*** Begin section ***

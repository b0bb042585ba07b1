// This Source Code Form is subject to the terms of the Mozilla Public
// License, v. 2.0. If a copy of the MPL was not distributed with this
// file, You can obtain one at https://mozilla.org/MPL/2.0/.

// Copyright 2026 Oxide Computer Company

//! ICMP and ICMPv6 echo messages.
//!
//! Both versions share the same first eight bytes: type, code,
//! checksum, identifier, and sequence number.

use zerocopy::FromBytes;
use zerocopy::Immutable;
use zerocopy::IntoBytes;
use zerocopy::KnownLayout;
use zerocopy::Unaligned;

pub const ICMP_ECHO_REPLY: u8 = 0;
pub const ICMP_ECHO_REQUEST: u8 = 8;
pub const ICMPV6_ECHO_REQUEST: u8 = 128;
pub const ICMPV6_ECHO_REPLY: u8 = 129;

#[repr(C)]
#[derive(
    Clone, Copy, Debug, FromBytes, Immutable, IntoBytes, KnownLayout, Unaligned,
)]
pub struct IcmpEchoRaw {
    pub msg_type: u8,
    pub code: u8,
    pub csum: [u8; 2],
    pub ident: [u8; 2],
    pub seq: [u8; 2],
}

impl IcmpEchoRaw {
    pub const SIZE: usize = core::mem::size_of::<Self>();

    pub fn ident(&self) -> u16 {
        u16::from_be_bytes(self.ident)
    }

    /// Is this an echo request or reply, for either ICMP version?
    pub fn is_echo(&self, v6: bool) -> bool {
        if v6 {
            matches!(self.msg_type, ICMPV6_ECHO_REQUEST | ICMPV6_ECHO_REPLY)
        } else {
            matches!(self.msg_type, ICMP_ECHO_REQUEST | ICMP_ECHO_REPLY)
        }
    }
}
// This Source Code Form is subject to the terms of the Mozilla Public
// License, v. 2.0. If a copy of the MPL was not distributed with this
// file, You can obtain one at https://mozilla.org/MPL/2.0/.

// Copyright 2026 Oxide Computer Company

//! Connect-time load balancing.
//!
//! When a local process connects to a service address the backend is
//! chosen before the first packet exists, using the same selection as
//! the packet path, and the connection is installed in the table with
//! its translation already filled in. The packet path then finds the
//! entry and only rewrites.
//!
//! Policy is not consulted here. The installed pair carries no cached
//! verdict, so the first packet evaluates policy as usual and removes
//! the pair if it is denied. Redirects are resolved as for an egress
//! packet.

use super::conn_table::ConnInit;
use super::conn_table::ConnPair;
use super::conn_table::ConnTable;
use super::conn_table::InsertError;
use super::conn_table::Inserted;
use super::conn_table::PolicyInput;
use super::nat;
use super::nat::NatError;
use super::snapshot::Tables;
use super::stat::ConnectStats;
use super::stat::incr;
use super::tcp_state::ConnState;
use crate::ddi::time::Moment;
use crate::provider::LogLevel;
use crate::provider::Providers;
use conduit_api::Direction;
use conduit_api::Endpoint;
use conduit_api::FlowKey;
use conduit_api::Protocol;
use conduit_api::TtlCfg;
use std::sync::Arc;

/// A local process wants to connect from `src` to `dst`.
#[derive(Clone, Copy, Debug, Eq, PartialEq)]
pub struct ConnectRequest {
    pub proto: Protocol,
    pub src: Endpoint,
    pub dst: Endpoint,
}

impl ConnectRequest {
    pub fn key(&self) -> FlowKey {
        FlowKey::new(self.proto, self.src, self.dst)
    }
}

#[derive(Clone, Copy, Debug, Eq, PartialEq)]
pub enum ConnectOutcome {
    /// `dst` is not a service; the connection proceeds untouched.
    NotService,
    /// The connection to the service will be carried by `backend`.
    Translated { backend: Endpoint },
}

/// The connection attempt must fail before any packet is sent.
#[derive(Clone, Copy, Debug, Eq, PartialEq, thiserror::Error)]
pub enum ConnectError {
    #[error("no backend available for {vip}")]
    NoBackendAvailable { vip: Endpoint },

    #[error("connection table full")]
    TableFull,

    #[error("reply key {key} belongs to another connection")]
    Conflict { key: FlowKey },
}

pub struct ConnectTimeLb {
    tables: Arc<Tables>,
    ct: Arc<ConnTable>,
    ttl: TtlCfg,
    providers: Arc<Providers>,
    stats: ConnectStats,
}

impl ConnectTimeLb {
    pub fn new(
        tables: Arc<Tables>,
        ct: Arc<ConnTable>,
        ttl: TtlCfg,
        providers: Arc<Providers>,
    ) -> Self {
        Self { tables, ct, ttl, providers, stats: ConnectStats::default() }
    }

    pub fn stats(&self) -> &ConnectStats {
        &self.stats
    }

    pub fn connect(
        &self,
        req: ConnectRequest,
    ) -> Result<ConnectOutcome, ConnectError> {
        self.connect_at(req, Moment::now())
    }

    pub fn connect_at(
        &self,
        req: ConnectRequest,
        now: Moment,
    ) -> Result<ConnectOutcome, ConnectError> {
        let key = req.key();
        let snap = self.tables.load();

        let plan = match nat::resolve(&snap.services, &key) {
            Ok(Some(plan)) => plan,
            Ok(None) => {
                incr!(self.stats.not_service);
                return Ok(ConnectOutcome::NotService);
            }
            Err(NatError::NoBackendAvailable { vip }) => {
                incr!(self.stats.no_backend);
                self.providers.log.log(
                    LogLevel::Warn,
                    &format!("connect {key}: no backend for service {vip}"),
                );
                return Err(ConnectError::NoBackendAvailable { vip });
            }
        };

        // A connection is installed with the state its first packet
        // would give it; for TCP that packet is a SYN.
        let state = match req.proto {
            Protocol::TCP => ConnState::SynSent,
            _ => ConnState::Datagram,
        };
        let init = ConnInit {
            policy: PolicyInput { dir: Direction::Out, flow: plan.post_key },
            redirect: snap.redirects.lookup(&plan.post_key),
            state,
            ttl: state.ttl(req.proto, &self.ttl),
            allowed_gen: None,
            now,
        };

        match self.ct.insert_pair(ConnPair::new(key, Some(&plan), init)) {
            Ok(Inserted::New(_)) => {
                incr!(self.stats.resolved);
                Ok(ConnectOutcome::Translated { backend: plan.backend })
            }

            // Already installed, by an earlier call or by a packet.
            // Report the translation in place rather than the one just
            // computed.
            Ok(Inserted::Existing(entry)) => {
                incr!(self.stats.reused);
                let backend = match entry.nat() {
                    Some(rw) => rw.to,
                    None => plan.backend,
                };
                Ok(ConnectOutcome::Translated { backend })
            }

            Err(InsertError::TableFull(_)) => {
                incr!(self.stats.table_full);
                Err(ConnectError::TableFull)
            }

            Err(InsertError::Conflict { key }) => {
                incr!(self.stats.conflict);
                Err(ConnectError::Conflict { key })
            }
        }
    }
}
// This Source Code Form is subject to the terms of the Mozilla Public
// License, v. 2.0. If a copy of the MPL was not distributed with this
// file, You can obtain one at https://mozilla.org/MPL/2.0/.

// Copyright 2026 Oxide Computer Company

use crate::ConduitError;
use core::fmt;
use core::fmt::Display;
use core::str::FromStr;
use serde::Deserialize;
use serde::Serialize;

pub use core::net::IpAddr;
pub use core::net::Ipv4Addr;
pub use core::net::Ipv6Addr;

#[derive(
    Clone,
    Copy,
    Debug,
    Deserialize,
    Eq,
    Hash,
    Ord,
    PartialEq,
    PartialOrd,
    Serialize,
)]
pub enum Protocol {
    ICMP,
    TCP,
    UDP,
    ICMPv6,
    #[serde(untagged)]
    Unknown(u8),
}

pub const PROTO_ICMP: u8 = 0x1;
pub const PROTO_TCP: u8 = 0x6;
pub const PROTO_UDP: u8 = 0x11;
pub const PROTO_ICMPV6: u8 = 0x3A;

impl Default for Protocol {
    fn default() -> Self {
        Self::Unknown(255)
    }
}

impl Protocol {
    /// Does this protocol carry source and destination ports?
    pub fn has_ports(&self) -> bool {
        matches!(self, Self::TCP | Self::UDP)
    }

    pub fn is_icmp(&self) -> bool {
        matches!(self, Self::ICMP | Self::ICMPv6)
    }
}

impl Display for Protocol {
    fn fmt(&self, f: &mut fmt::Formatter) -> fmt::Result {
        match self {
            Self::ICMP => write!(f, "ICMP"),
            Self::TCP => write!(f, "TCP"),
            Self::UDP => write!(f, "UDP"),
            Self::ICMPv6 => write!(f, "ICMPv6"),
            Self::Unknown(p) => write!(f, "PROTO-{p}"),
        }
    }
}

impl FromStr for Protocol {
    type Err = ConduitError;

    fn from_str(s: &str) -> Result<Self, Self::Err> {
        match s.to_ascii_lowercase().as_str() {
            "icmp" => Ok(Self::ICMP),
            "tcp" => Ok(Self::TCP),
            "udp" => Ok(Self::UDP),
            "icmpv6" | "icmp6" => Ok(Self::ICMPv6),
            other => other
                .parse::<u8>()
                .map(Self::from)
                .map_err(|_| ConduitError::InvalidProtocol(s.to_string())),
        }
    }
}

impl From<u8> for Protocol {
    fn from(proto: u8) -> Self {
        match proto {
            PROTO_ICMP => Self::ICMP,
            PROTO_TCP => Self::TCP,
            PROTO_UDP => Self::UDP,
            PROTO_ICMPV6 => Self::ICMPv6,
            _ => Self::Unknown(proto),
        }
    }
}

impl From<Protocol> for u8 {
    fn from(proto: Protocol) -> u8 {
        match proto {
            Protocol::ICMP => PROTO_ICMP,
            Protocol::TCP => PROTO_TCP,
            Protocol::UDP => PROTO_UDP,
            Protocol::ICMPv6 => PROTO_ICMPV6,
            Protocol::Unknown(v) => v,
        }
    }
}

/// An IPv4 prefix.
#[derive(Clone, Copy, Debug, Eq, Hash, Ord, PartialEq, PartialOrd)]
pub struct Ipv4Cidr {
    ip: Ipv4Addr,
    prefix_len: u8,
}

impl Ipv4Cidr {
    /// Create a new prefix, masking off any host bits in `ip`.
    pub fn new_checked(ip: Ipv4Addr, prefix_len: u8) -> Result<Self, ConduitError> {
        if prefix_len > 32 {
            return Err(ConduitError::InvalidCidr(format!("{ip}/{prefix_len}")));
        }

        let ip = Ipv4Addr::from(u32::from(ip) & Self::mask(prefix_len));
        Ok(Self { ip, prefix_len })
    }

    fn mask(prefix_len: u8) -> u32 {
        u32::MAX.checked_shl(32 - u32::from(prefix_len)).unwrap_or(0)
    }

    pub fn ip(&self) -> Ipv4Addr {
        self.ip
    }

    pub fn prefix_len(&self) -> u8 {
        self.prefix_len
    }

    pub fn is_member(&self, ip: Ipv4Addr) -> bool {
        u32::from(ip) & Self::mask(self.prefix_len) == u32::from(self.ip)
    }
}

impl Display for Ipv4Cidr {
    fn fmt(&self, f: &mut fmt::Formatter) -> fmt::Result {
        write!(f, "{}/{}", self.ip, self.prefix_len)
    }
}

/// An IPv6 prefix.
#[derive(Clone, Copy, Debug, Eq, Hash, Ord, PartialEq, PartialOrd)]
pub struct Ipv6Cidr {
    ip: Ipv6Addr,
    prefix_len: u8,
}

impl Ipv6Cidr {
    /// Create a new prefix, masking off any host bits in `ip`.
    pub fn new_checked(ip: Ipv6Addr, prefix_len: u8) -> Result<Self, ConduitError> {
        if prefix_len > 128 {
            return Err(ConduitError::InvalidCidr(format!("{ip}/{prefix_len}")));
        }

        let ip = Ipv6Addr::from(u128::from(ip) & Self::mask(prefix_len));
        Ok(Self { ip, prefix_len })
    }

    fn mask(prefix_len: u8) -> u128 {
        u128::MAX.checked_shl(128 - u32::from(prefix_len)).unwrap_or(0)
    }

    pub fn ip(&self) -> Ipv6Addr {
        self.ip
    }

    pub fn prefix_len(&self) -> u8 {
        self.prefix_len
    }

    pub fn is_member(&self, ip: Ipv6Addr) -> bool {
        u128::from(ip) & Self::mask(self.prefix_len) == u128::from(self.ip)
    }
}

impl Display for Ipv6Cidr {
    fn fmt(&self, f: &mut fmt::Formatter) -> fmt::Result {
        write!(f, "{}/{}", self.ip, self.prefix_len)
    }
}

/// An IPv4 or IPv6 prefix.
///
/// Serialized as its textual form, e.g. `"10.0.0.0/8"`. A bare
/// address parses as a host prefix.
#[derive(
    Clone,
    Copy,
    Debug,
    Deserialize,
    Eq,
    Hash,
    Ord,
    PartialEq,
    PartialOrd,
    Serialize,
)]
#[serde(try_from = "String", into = "String")]
pub enum IpCidr {
    Ip4(Ipv4Cidr),
    Ip6(Ipv6Cidr),
}

impl IpCidr {
    pub fn is_member(&self, ip: IpAddr) -> bool {
        match (self, ip) {
            (Self::Ip4(cidr), IpAddr::V4(ip)) => cidr.is_member(ip),
            (Self::Ip6(cidr), IpAddr::V6(ip)) => cidr.is_member(ip),
            _ => false,
        }
    }

    pub fn prefix_len(&self) -> u8 {
        match self {
            Self::Ip4(cidr) => cidr.prefix_len(),
            Self::Ip6(cidr) => cidr.prefix_len(),
        }
    }

    /// The prefix covering exactly `ip`.
    pub fn host(ip: IpAddr) -> Self {
        match ip {
            IpAddr::V4(ip) => Self::Ip4(Ipv4Cidr { ip, prefix_len: 32 }),
            IpAddr::V6(ip) => Self::Ip6(Ipv6Cidr { ip, prefix_len: 128 }),
        }
    }
}

impl Display for IpCidr {
    fn fmt(&self, f: &mut fmt::Formatter) -> fmt::Result {
        match self {
            Self::Ip4(cidr) => write!(f, "{cidr}"),
            Self::Ip6(cidr) => write!(f, "{cidr}"),
        }
    }
}

impl FromStr for IpCidr {
    type Err = ConduitError;

    fn from_str(val: &str) -> Result<Self, Self::Err> {
        let bad = || ConduitError::InvalidCidr(val.to_string());

        let (ip_s, prefix_s) = match val.split_once('/') {
            Some((ip, prefix)) => (ip, Some(prefix)),
            None => (val, None),
        };

        let ip = ip_s.parse::<IpAddr>().map_err(|_| bad())?;
        let prefix_len = match prefix_s {
            Some(s) => s.parse::<u8>().map_err(|_| bad())?,
            None => match ip {
                IpAddr::V4(_) => 32,
                IpAddr::V6(_) => 128,
            },
        };

        match ip {
            IpAddr::V4(ip) => Ipv4Cidr::new_checked(ip, prefix_len).map(Self::Ip4),
            IpAddr::V6(ip) => Ipv6Cidr::new_checked(ip, prefix_len).map(Self::Ip6),
        }
    }
}

impl TryFrom<String> for IpCidr {
    type Error = ConduitError;

    fn try_from(s: String) -> Result<Self, Self::Error> {
        s.parse()
    }
}

impl From<IpCidr> for String {
    fn from(cidr: IpCidr) -> String {
        cidr.to_string()
    }
}

/// An inclusive range of ports, written either as a single port
/// (`"443"`) or as `"start-end"`.
#[derive(
    Clone,
    Copy,
    Debug,
    Deserialize,
    Eq,
    Hash,
    Ord,
    PartialEq,
    PartialOrd,
    Serialize,
)]
#[serde(try_from = "String", into = "String")]
pub struct PortRange {
    start: u16,
    end: u16,
}

impl PortRange {
    pub fn new(start: u16, end: u16) -> Result<Self, ConduitError> {
        if start > end {
            return Err(ConduitError::InvalidPortRange(format!("{start}-{end}")));
        }

        Ok(Self { start, end })
    }

    pub const fn single(port: u16) -> Self {
        Self { start: port, end: port }
    }

    pub fn start(&self) -> u16 {
        self.start
    }

    pub fn end(&self) -> u16 {
        self.end
    }

    pub fn contains(&self, port: u16) -> bool {
        self.start <= port && port <= self.end
    }
}

impl Display for PortRange {
    fn fmt(&self, f: &mut fmt::Formatter) -> fmt::Result {
        if self.start == self.end {
            write!(f, "{}", self.start)
        } else {
            write!(f, "{}-{}", self.start, self.end)
        }
    }
}

impl FromStr for PortRange {
    type Err = ConduitError;

    fn from_str(val: &str) -> Result<Self, Self::Err> {
        let bad = || ConduitError::InvalidPortRange(val.to_string());

        match val.split_once('-') {
            Some((start, end)) => {
                let start = start.trim().parse::<u16>().map_err(|_| bad())?;
                let end = end.trim().parse::<u16>().map_err(|_| bad())?;
                Self::new(start, end)
            }

            None => val.trim().parse::<u16>().map(Self::single).map_err(|_| bad()),
        }
    }
}

impl TryFrom<String> for PortRange {
    type Error = ConduitError;

    fn try_from(s: String) -> Result<Self, Self::Error> {
        s.parse()
    }
}

impl From<PortRange> for String {
    fn from(range: PortRange) -> String {
        range.to_string()
    }
}

#[cfg(test)]
mod test {
    use super::*;

    #[test]
    fn cidr_membership() {
        let cidr: IpCidr = "10.0.0.0/8".parse().unwrap();
        assert!(cidr.is_member("10.1.2.3".parse().unwrap()));
        assert!(!cidr.is_member("11.0.0.1".parse().unwrap()));
        assert!(!cidr.is_member("fd00::1".parse().unwrap()));

        let all: IpCidr = "0.0.0.0/0".parse().unwrap();
        assert!(all.is_member("192.168.7.7".parse().unwrap()));

        let v6: IpCidr = "fd00:1::/32".parse().unwrap();
        assert!(v6.is_member("fd00:1:2::9".parse().unwrap()));
        assert!(!v6.is_member("fd00:2::9".parse().unwrap()));
    }

    #[test]
    fn cidr_masks_host_bits() {
        let cidr: IpCidr = "10.1.2.3/16".parse().unwrap();
        assert_eq!(cidr.to_string(), "10.1.0.0/16");

        let host: IpCidr = "10.1.2.3".parse().unwrap();
        assert_eq!(host.prefix_len(), 32);
        assert!("10.0.0.0/33".parse::<IpCidr>().is_err());
        assert!("fd00::/129".parse::<IpCidr>().is_err());
    }

    #[test]
    fn port_ranges() {
        let r: PortRange = "8000-8080".parse().unwrap();
        assert!(r.contains(8000));
        assert!(r.contains(8080));
        assert!(!r.contains(8081));
        assert_eq!("22".parse::<PortRange>().unwrap(), PortRange::single(22));
        assert!("90-80".parse::<PortRange>().is_err());
        assert!("http".parse::<PortRange>().is_err());
    }

    #[test]
    fn protocol_names() {
        assert_eq!("tcp".parse::<Protocol>().unwrap(), Protocol::TCP);
        assert_eq!("132".parse::<Protocol>().unwrap(), Protocol::Unknown(132));
        assert_eq!(u8::from(Protocol::from(17)), 17);
    }
}
// This Source Code Form is subject to the terms of the Mozilla Public
// License, v. 2.0. If a copy of the MPL was not distributed with this
// file, You can obtain one at https://mozilla.org/MPL/2.0/.

// Copyright 2026 Oxide Computer Company

//! The dataplane engine.

pub mod checksum;
pub mod conn_table;
pub mod dispatch;
pub mod ether;
pub mod event;
pub mod fastpath;
pub mod icmp;
pub mod ip4;
pub mod ip6;
pub mod nat;
pub mod parse;
pub mod policy;
pub mod predicate;
pub mod reaper;
pub mod rewrite;
pub mod rule;
pub mod service;
pub mod snapshot;
pub mod sock_lb;
pub mod stat;
pub mod tcp;
pub mod tcp_state;
pub mod udp;

pub use dispatch::Dispatcher;
pub use dispatch::DropReason;
pub use dispatch::ProcessResult;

*** End section ***

*What the task asks*:
Reproduce each line in the listing above that mentions the string "before".

*Reply to the exercise*:
//! chosen before the first packet exists, using the same selection as
/// The connection attempt must fail before any packet is sent.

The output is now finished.